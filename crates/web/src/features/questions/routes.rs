use axum::{
    Router, middleware,
    routing::{delete, get, post},
};
use storage::Database;

use super::handlers::{
    create_question, delete_question, get_question, get_question_image, list_questions,
};
use crate::middleware::auth::{ApiKeys, require_auth};

pub fn routes(api_keys: ApiKeys) -> Router<Database> {
    let protected = Router::new()
        .route("/", post(create_question))
        .route("/:id", delete(delete_question))
        .route_layer(middleware::from_fn_with_state(api_keys, require_auth));

    Router::new()
        .route("/", get(list_questions))
        .route("/:id", get(get_question))
        .route("/:id/image", get(get_question_image))
        .merge(protected)
}
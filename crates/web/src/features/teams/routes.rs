use axum::{
    Router, middleware,
    routing::{delete, get, post, put},
};
use storage::Database;

use super::handlers::{create_team, delete_team, get_team, list_teams, update_team};
use crate::middleware::auth::{ApiKeys, require_auth};

pub fn routes(api_keys: ApiKeys) -> Router<Database> {
    let protected = Router::new()
        .route("/", post(create_team))
        .route("/:id", put(update_team))
        .route("/:id", delete(delete_team))
        .route_layer(middleware::from_fn_with_state(api_keys, require_auth));

    Router::new()
        .route("/", get(list_teams))
        .route("/:id", get(get_team))
        .merge(protected)
}
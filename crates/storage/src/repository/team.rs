use sqlx::SqlitePool;

use crate::error::{Result, StorageError};
use crate::models::Team;

/// Repository for Team database operations
pub struct TeamRepository<'a> {
    pool: &'a SqlitePool,
}

impl<'a> TeamRepository<'a> {
    pub fn new(pool: &'a SqlitePool) -> Self {
        Self { pool }
    }

    /// List all teams, alphabetically
    pub async fn list(&self) -> Result<Vec<Team>> {
        let teams = sqlx::query_as::<_, Team>(
            r#"
            SELECT team_id, name, created_at
            FROM teams
            ORDER BY name ASC
            "#,
        )
        .fetch_all(self.pool)
        .await?;

        Ok(teams)
    }

    /// Get a team by ID
    pub async fn find_by_id(&self, id: i64) -> Result<Team> {
        let team = sqlx::query_as::<_, Team>(
            r#"
            SELECT team_id, name, created_at
            FROM teams
            WHERE team_id = ?1
            "#,
        )
        .bind(id)
        .fetch_optional(self.pool)
        .await?
        .ok_or(StorageError::NotFound)?;

        Ok(team)
    }

    /// Create a new team
    pub async fn create(&self, name: &str) -> Result<Team> {
        let team = sqlx::query_as::<_, Team>(
            r#"
            INSERT INTO teams (name)
            VALUES (?1)
            RETURNING team_id, name, created_at
            "#,
        )
        .bind(name)
        .fetch_one(self.pool)
        .await
        .map_err(|e| {
            let error = StorageError::from(e);
            if error.is_unique_violation() {
                StorageError::ConstraintViolation("A team with this name already exists".into())
            } else {
                error
            }
        })?;

        Ok(team)
    }

    /// Rename a team
    pub async fn rename(&self, id: i64, name: &str) -> Result<Team> {
        let team = sqlx::query_as::<_, Team>(
            r#"
            UPDATE teams
            SET name = ?2
            WHERE team_id = ?1
            RETURNING team_id, name, created_at
            "#,
        )
        .bind(id)
        .bind(name)
        .fetch_optional(self.pool)
        .await
        .map_err(|e| {
            let error = StorageError::from(e);
            if error.is_unique_violation() {
                StorageError::ConstraintViolation("A team with this name already exists".into())
            } else {
                error
            }
        })?
        .ok_or(StorageError::NotFound)?;

        Ok(team)
    }

    /// Delete a team. Rejected while the ledger references it.
    pub async fn delete(&self, id: i64) -> Result<()> {
        let result = sqlx::query("DELETE FROM teams WHERE team_id = ?1")
            .bind(id)
            .execute(self.pool)
            .await
            .map_err(|e| {
                let error = StorageError::from(e);
                if error.is_foreign_key_violation() {
                    StorageError::ConstraintViolation(
                        "Team has recorded attempts and cannot be deleted".into(),
                    )
                } else {
                    error
                }
            })?;

        if result.rows_affected() == 0 {
            return Err(StorageError::NotFound);
        }

        Ok(())
    }
}
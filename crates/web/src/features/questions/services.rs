use sqlx::SqlitePool;
use storage::{
    dto::question::CreateQuestionRequest,
    error::Result,
    models::{Question, QuestionImage},
    repository::question::QuestionRepository,
};

/// List questions, optionally restricted to one regatta
pub async fn list_questions(pool: &SqlitePool, regatta_id: Option<i64>) -> Result<Vec<Question>> {
    let repo = QuestionRepository::new(pool);
    repo.list(regatta_id).await
}

/// Get question by ID
pub async fn get_question(pool: &SqlitePool, id: i64) -> Result<Question> {
    let repo = QuestionRepository::new(pool);
    repo.find_by_id(id).await
}

/// Get the stored image content of a question
pub async fn get_question_image(pool: &SqlitePool, id: i64) -> Result<QuestionImage> {
    let repo = QuestionRepository::new(pool);
    repo.fetch_image(id).await
}

/// Create a question in a regatta; `image` carries the decoded upload bytes
pub async fn create_question(
    pool: &SqlitePool,
    request: &CreateQuestionRequest,
    image: &[u8],
) -> Result<Question> {
    let repo = QuestionRepository::new(pool);
    repo.create(
        request.regatta_id,
        &request.difficulty,
        &request.statement,
        image,
        &request.image_filename,
    )
    .await
}

/// Delete a question
pub async fn delete_question(pool: &SqlitePool, id: i64) -> Result<()> {
    let repo = QuestionRepository::new(pool);
    repo.delete(id).await
}
use anyhow::Context;
use storage::Database;
use utoipa::OpenApi;
use utoipa_swagger_ui::SwaggerUi;

use web::config::Config;
use web::features;
use web::middleware::auth::ApiKeys;

#[derive(OpenApi)]
#[openapi(
    paths(
        features::teams::handlers::list_teams,
        features::teams::handlers::get_team,
        features::teams::handlers::create_team,
        features::teams::handlers::update_team,
        features::teams::handlers::delete_team,
        features::regattas::handlers::list_regattas,
        features::regattas::handlers::get_active_regatta,
        features::regattas::handlers::get_regatta,
        features::regattas::handlers::create_regatta,
        features::regattas::handlers::activate_regatta,
        features::regattas::handlers::delete_regatta,
        features::questions::handlers::list_questions,
        features::questions::handlers::get_question,
        features::questions::handlers::get_question_image,
        features::questions::handlers::create_question,
        features::questions::handlers::delete_question,
        features::judges::handlers::list_judges,
        features::judges::handlers::create_judge,
        features::judges::handlers::delete_judge,
        features::attempts::handlers::register_attempt,
        features::attempts::handlers::attempt_status,
        features::leaderboard::handlers::get_leaderboard,
    ),
    components(
        schemas(
            storage::dto::team::CreateTeamRequest,
            storage::dto::team::UpdateTeamRequest,
            storage::dto::team::TeamResponse,
            storage::dto::regatta::CreateRegattaRequest,
            storage::dto::regatta::RegattaResponse,
            storage::dto::question::CreateQuestionRequest,
            storage::dto::question::QuestionResponse,
            storage::dto::judge::CreateJudgeRequest,
            storage::dto::judge::JudgeResponse,
            storage::dto::attempt::RegisterAttemptRequest,
            storage::dto::attempt::AttemptResult,
            storage::dto::attempt::AttemptInfo,
            storage::dto::attempt::AttemptStatusResponse,
            storage::dto::leaderboard::LeaderboardEntry,
            storage::models::Team,
            storage::models::Regatta,
            storage::models::Question,
            storage::models::Judge,
            storage::models::Attempt,
        )
    ),
    tags(
        (name = "teams", description = "Team directory"),
        (name = "regattas", description = "Regatta administration"),
        (name = "questions", description = "Question administration"),
        (name = "judges", description = "Judge directory (admin only)"),
        (name = "attempts", description = "Judge panel: attempt registration"),
        (name = "leaderboard", description = "Public ranking"),
    ),
    modifiers(&SecurityAddon)
)]
struct ApiDoc;

struct SecurityAddon;

impl utoipa::Modify for SecurityAddon {
    fn modify(&self, openapi: &mut utoipa::openapi::OpenApi) {
        if let Some(components) = openapi.components.as_mut() {
            components.add_security_scheme(
                "bearer_auth",
                utoipa::openapi::security::SecurityScheme::Http(
                    utoipa::openapi::security::HttpBuilder::new()
                        .scheme(utoipa::openapi::security::HttpAuthScheme::Bearer)
                        .bearer_format("API Key")
                        .build(),
                ),
            )
        }
    }
}

#[tokio::main]
async fn main() -> anyhow::Result<()> {
    dotenvy::dotenv().ok();

    tracing_subscriber::fmt()
        .with_env_filter(
            tracing_subscriber::EnvFilter::try_from_default_env().unwrap_or_else(|_| "info".into()),
        )
        .with_target(true)
        .init();

    tracing::info!("Starting regatta scoreboard API");

    let config = Config::from_env().context("Failed to load API configuration")?;
    tracing::info!("Configuration loaded successfully");

    let db = Database::new(&config.database_url)
        .await
        .context("Failed to initialize database")?;
    tracing::info!("Database connection established");

    db.run_migrations()
        .await
        .context("Failed to run migrations")?;
    tracing::info!("Database migrations completed");

    let admin_keys = ApiKeys::from_comma_separated(&config.admin_api_keys);
    let judge_keys =
        ApiKeys::from_comma_separated(&config.judge_api_keys).merged_with(&admin_keys);

    let app = web::app(db, admin_keys, judge_keys)
        .merge(SwaggerUi::new("/swagger-ui").url("/api-docs/openapi.json", ApiDoc::openapi()));

    let bind_address = format!("{}:{}", config.host, config.port);
    let listener = tokio::net::TcpListener::bind(&bind_address)
        .await
        .with_context(|| format!("Failed to bind {bind_address}"))?;
    tracing::info!("Listening on http://{}", bind_address);
    tracing::info!("Swagger UI available at http://{}/swagger-ui", bind_address);

    axum::serve(listener, app).await?;

    Ok(())
}
use anyhow::{Context, Result};

#[derive(Debug, Clone)]
pub struct Config {
    pub host: String,
    pub port: u16,
    pub database_url: String,
    pub admin_api_keys: String,
    pub judge_api_keys: String,
}

impl Config {
    pub fn from_env() -> Result<Self> {
        Ok(Self {
            host: std::env::var("HOST").context("Cannot load HOST env variable")?,
            port: std::env::var("PORT")
                .context("Cannot load PORT env variable")?
                .parse()
                .context("PORT must be a number")?,
            database_url: std::env::var("DATABASE_URL")
                .context("Cannot load DATABASE_URL env variable")?,
            admin_api_keys: std::env::var("ADMIN_API_KEYS").unwrap_or_default(),
            judge_api_keys: std::env::var("JUDGE_API_KEYS").unwrap_or_default(),
        })
    }
}
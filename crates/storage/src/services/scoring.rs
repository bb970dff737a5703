use sqlx::{Executor, Sqlite, SqlitePool};
use thiserror::Error;

use crate::dto::attempt::{AttemptResult, AttemptStatusResponse};
use crate::dto::leaderboard::{LeaderboardEntry, LeaderboardScope};
use crate::error::{Result, StorageError};
use crate::repository::attempt::{self, AttemptRepository};
use crate::repository::leaderboard::LeaderboardRepository;

/// A team gets at most this many attempts on one question.
pub const MAX_ATTEMPTS: usize = 3;

/// Designed rejections of `register_attempt`, distinct from storage faults
/// so callers never confuse "try again" with a final answer.
#[derive(Debug, Error)]
pub enum ScoringError {
    /// A correct attempt already exists for this (team, question) pair.
    #[error("Equipe ja acertou esta questao.")]
    AlreadyCorrect,

    /// Three attempts recorded, none correct.
    #[error("Equipe ja esgotou as 3 tentativas nesta questao.")]
    AttemptsExhausted,

    #[error(transparent)]
    Storage(#[from] StorageError),
}

/// Points awarded for a correct answer on the given attempt number:
/// 100 on the first, 80 on the second, 50 on the third. An incorrect
/// outcome is worth 0 regardless of attempt number, and attempt numbers
/// outside 1..=3 fall through to 0 (the registrar's stop conditions make
/// them unreachable in normal operation).
pub fn points_for_attempt(numero: i64, acertou: bool) -> i64 {
    if !acertou {
        return 0;
    }

    match numero {
        1 => 100,
        2 => 80,
        3 => 50,
        _ => 0,
    }
}

/// Register a judged attempt and award points.
///
/// The read-validate-append sequence runs inside one write transaction,
/// opened with `BEGIN IMMEDIATE` so racing registrations serialize at
/// acquire instead of failing a deferred read-to-write upgrade with
/// `SQLITE_BUSY`. The unique index on (team_id, question_id, numero)
/// rejects any losing race atomically. A rejection leaves the ledger
/// untouched.
pub async fn register_attempt(
    pool: &SqlitePool,
    team_id: i64,
    question_id: i64,
    acertou: bool,
    judge_id: i64,
) -> std::result::Result<AttemptResult, ScoringError> {
    let mut tx = pool
        .begin_with("BEGIN IMMEDIATE")
        .await
        .map_err(StorageError::from)?;

    ensure_exists(&mut *tx, "SELECT 1 FROM teams WHERE team_id = ?1", team_id).await?;
    ensure_exists(
        &mut *tx,
        "SELECT 1 FROM questions WHERE question_id = ?1",
        question_id,
    )
    .await?;
    ensure_exists(
        &mut *tx,
        "SELECT 1 FROM judges WHERE judge_id = ?1",
        judge_id,
    )
    .await?;

    let priors = attempt::list_for_pair(&mut *tx, team_id, question_id).await?;

    if priors.iter().any(|a| a.acertou) {
        return Err(ScoringError::AlreadyCorrect);
    }

    if priors.len() >= MAX_ATTEMPTS {
        return Err(ScoringError::AttemptsExhausted);
    }

    let numero = priors.len() as i64 + 1;
    let pontos = points_for_attempt(numero, acertou);

    attempt::insert(&mut *tx, team_id, question_id, numero, acertou, pontos, judge_id).await?;

    tx.commit().await.map_err(StorageError::from)?;

    Ok(AttemptResult {
        numero,
        acertou,
        pontos,
    })
}
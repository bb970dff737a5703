use std::str::FromStr;
use std::time::Duration;

use sqlx::SqlitePool;
use sqlx::sqlite::{SqliteConnectOptions, SqlitePoolOptions};

use crate::error::Result;

/// Shared handle to the SQLite database.
#[derive(Clone)]
pub struct Database {
    pool: SqlitePool,
}

impl Database {
    /// Open (creating the file if needed) and pool the database at `url`,
    /// e.g. `sqlite://data.db` or `sqlite::memory:`.
    ///
    /// Foreign keys are enforced on every connection so that ledger rows
    /// can never reference a deleted team, question or judge.
    pub async fn new(url: &str) -> Result<Self> {
        // Writers block on the lock for a while instead of erroring; the
        // registrar opens its transactions with BEGIN IMMEDIATE and relies
        // on this to queue behind a concurrent writer.
        let options = SqliteConnectOptions::from_str(url)?
            .create_if_missing(true)
            .foreign_keys(true)
            .busy_timeout(Duration::from_secs(5));

        // An in-memory SQLite database exists per connection; keep a single
        // connection so every caller sees the same schema and data.
        let mut pool_options = SqlitePoolOptions::new();
        if url.contains(":memory:") {
            pool_options = pool_options.max_connections(1);
        }

        let pool = pool_options.connect_with(options).await?;

        Ok(Self { pool })
    }

    pub async fn run_migrations(&self) -> Result<()> {
        sqlx::migrate!("./migrations").run(&self.pool).await?;
        Ok(())
    }

    pub fn pool(&self) -> &SqlitePool {
        &self.pool
    }
}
....
● **TASK DESCRIPTION**:
Going through the entries above, count the lines with the word "leaderboard". Give only the result.

● **YOUR SOLUTION**:
5